Que droga de ponto é essa? Sou capaz de entender que tem 42 anos sem a necessidade de dourar a pílula. Mais que isso, compreendo até mesmo a inconveniência que é muitas vezes querer-se saber a idade de outra pessoa, coisa que evito perguntar, salvo se para efeito profissional, como numa entrevista e a idade do entrevistado é de vital importância para os dados da reportagem.

Mas, afora isso, abomino o 3.7 ou 5.9 na sua tentativa infantil de suavizar o peso que tem pronunciar sílaba a sílaba: trinta e sete, cinquenta e nove.

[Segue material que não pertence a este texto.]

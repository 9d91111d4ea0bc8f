//! Entry point for the interactive uninstaller
use clap::Parser;
use cursive::event::Event;
use cursive::traits::Nameable;
use cursive::views::{Dialog, TextView};
use cursive::{CbSink, Cursive, CursiveExt};
use std::path::PathBuf;
use usbpre_uninstall::common::{install_logger, APP_NAME};
use usbpre_uninstall::config::UninstallConfig;
use usbpre_uninstall::unique::UninstallerInstance;
use usbpre_uninstall::worker::UninstallWorker;
use usbpre_uninstall::{ElevatedRunner, SequenceOutcome, StatusReporter};

const STATUS_TEXT: &str = "STATUS_TEXT";

#[derive(Parser, Debug)]
#[command(author, version, about)]
struct Args {
    /// Enable debug logging
    #[arg(short, long)]
    debug: bool,
    /// Override the config file path
    #[arg(long)]
    config: Option<PathBuf>,
}

struct UserData {
    config: UninstallConfig,
    worker: Option<UninstallWorker>,
}

// Forwards progress from the worker thread into the dialog's event loop
struct DialogReporter(CbSink);

impl StatusReporter for DialogReporter {
    fn report_progress(&mut self, message: &str) {
        let message = message.to_owned();
        self.0
            .send(Box::new(move |cursive: &mut Cursive| {
                cursive.call_on_name(STATUS_TEXT, |view: &mut TextView| {
                    view.set_content(message)
                });
            }))
            .ok();
    }

    fn report_outcome(&mut self, outcome: &SequenceOutcome) {
        let result = match outcome {
            SequenceOutcome::Succeeded => Ok(()),
            SequenceOutcome::Failed(failure) => {
                let mut message = failure.to_string();
                if failure.source.is_cancelled() {
                    message.push_str("\n\nAuthorization was cancelled.");
                }
                Err(message)
            }
        };
        self.0
            .send(Box::new(move |cursive: &mut Cursive| {
                on_finished(cursive, result)
            }))
            .ok();
    }
}

fn create(config: &UninstallConfig) -> Dialog {
    let files = config
        .plan()
        .removal_targets()
        .iter()
        .map(|target| format!("• {}", target))
        .collect::<Vec<_>>()
        .join("\n");
    let text = format!(
        "This will remove the USBPre monitor daemon from your system.\n\n\
         The daemon will no longer automatically initialize your USBPre device when plugged in.\n\n\
         Files to be removed:\n{}",
        files
    );
    Dialog::around(TextView::new(text))
        .title(APP_NAME)
        .button("Uninstall", on_uninstall)
        .button("Cancel", |cursive| cursive.quit())
}

fn on_uninstall(cursive: &mut Cursive) {
    cursive.add_layer(
        Dialog::text(
            "This will remove the monitor daemon. \
             You'll need to manually initialize your USBPre device after unplugging it.",
        )
        .title("Uninstall USBPre Auto-Init?")
        .button("Uninstall", |cursive| {
            cursive.pop_layer();
            start_uninstall(cursive);
        })
        .button("Cancel", |cursive| {
            cursive.pop_layer();
        }),
    );
}

fn start_uninstall(cursive: &mut Cursive) {
    let (plan, settle_delay) = match cursive.user_data::<UserData>() {
        Some(ud) => (ud.config.plan(), ud.config.settle_delay()),
        None => return,
    };
    cursive.add_layer(
        Dialog::around(TextView::new("Requesting authorization...").with_name(STATUS_TEXT))
            .title("Uninstalling"),
    );
    let reporter = DialogReporter(cursive.cb_sink().clone());
    match UninstallWorker::start(plan, ElevatedRunner::default(), reporter, settle_delay) {
        Ok(worker) => {
            cursive.with_user_data(|ud: &mut UserData| ud.worker = Some(worker));
        }
        Err(e) => {
            log::error!("{:#}", e);
            cursive.pop_layer();
            cursive.add_layer(Dialog::info(format!("\n{}", e)).title("Uninstallation Failed"));
        }
    }
}

fn on_finished(cursive: &mut Cursive, result: Result<(), String>) {
    let worker = cursive
        .user_data::<UserData>()
        .and_then(|ud| ud.worker.take());
    if let Some(worker) = worker {
        if let Err(e) = worker.join() {
            log::error!("{:#}", e);
        }
    }
    cursive.pop_layer();
    match result {
        Ok(()) => cursive.add_layer(
            Dialog::text(
                "USBPre Auto-Init has been successfully removed from your system.\n\n\
                 You can now close this window.",
            )
            .title("Uninstallation Complete")
            .button("Ok", |cursive| cursive.quit()),
        ),
        // Returning to the main dialog allows a retry, every removal tolerates missing files
        Err(message) => {
            cursive.add_layer(Dialog::info(format!("\n{}", message)).title("Uninstallation Failed"))
        }
    }
}

fn run(args: Args) -> anyhow::Result<()> {
    log::info!(
        "Starting {} (dialog), version: {}",
        APP_NAME,
        env!("CARGO_PKG_VERSION")
    );
    let config = UninstallConfig::load(args.config)?;
    let mut siv = Cursive::default();
    siv.clear_global_callbacks(Event::CtrlChar('c'));
    siv.clear_global_callbacks(Event::Exit);
    siv.add_layer(create(&config));
    siv.set_user_data(UserData {
        config,
        worker: None,
    });
    siv.run();
    log::info!("Exiting");
    Ok(())
}

fn main() {
    let args: Args = Args::parse();

    // Check this is the only instance running
    let _unique_instance = match UninstallerInstance::try_acquire() {
        Ok(i) => i,
        Err(e) => {
            eprintln!("{}", e);
            std::process::exit(1);
        }
    };

    // The terminal belongs to the dialogs, so only log to disk
    if let Err(e) = install_logger(args.debug, false, true) {
        eprintln!("Unable to install logger: {:#}", e);
        std::process::exit(1);
    }
    if let Err(e) = run(args) {
        log::error!("{:#}", e);
        eprintln!("{:#}", e);
        std::process::exit(1);
    }
}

O que me leva a pensar que talvez o problema não esteja exatamente com o número. O número está dado, é um fato, não se nega o passar das folhas do calendário, tampouco os cabelos brancos ou as rugas.

O problema mesmo é com a palavra. Ouvir-se dizer, confessar a si mesmo: tenho quarenta anos. Cinquenta e seis. Sessenta e sete. Trinta e nove. À medida que o tempo passa, mais demorado fica dizer a própria idade.

Há um contraste com a brevidade do vinte e quatro, vinte e cinco, vinte e nove e o pior de todos, o vinte e um, quase como um gesto descomprometido, uma declaração de jovialidade desimportante, um sopro de duas sílabas.

O 4.6, desse modo, é uma tentativa de burlar as regras e voltar novamente a falar com desprendimento, sem peso, num jato: 5.1. Cincopontoum. É prático, quase como uma operação matemática, ou modelo de carro, que, quanto maior, mais força tem. Um modo de inverter a perda de potência da juventude compensando com o maquinário automobilístico.

Não duvido, portanto, que isso tenha começado com homens e depois se estendido a mulheres, que às vezes calham de adotar o subterfúgio. Na sua natureza, porém, é coisa tipicamente masculina passar-se como novo e vigoroso quando já não se é mais.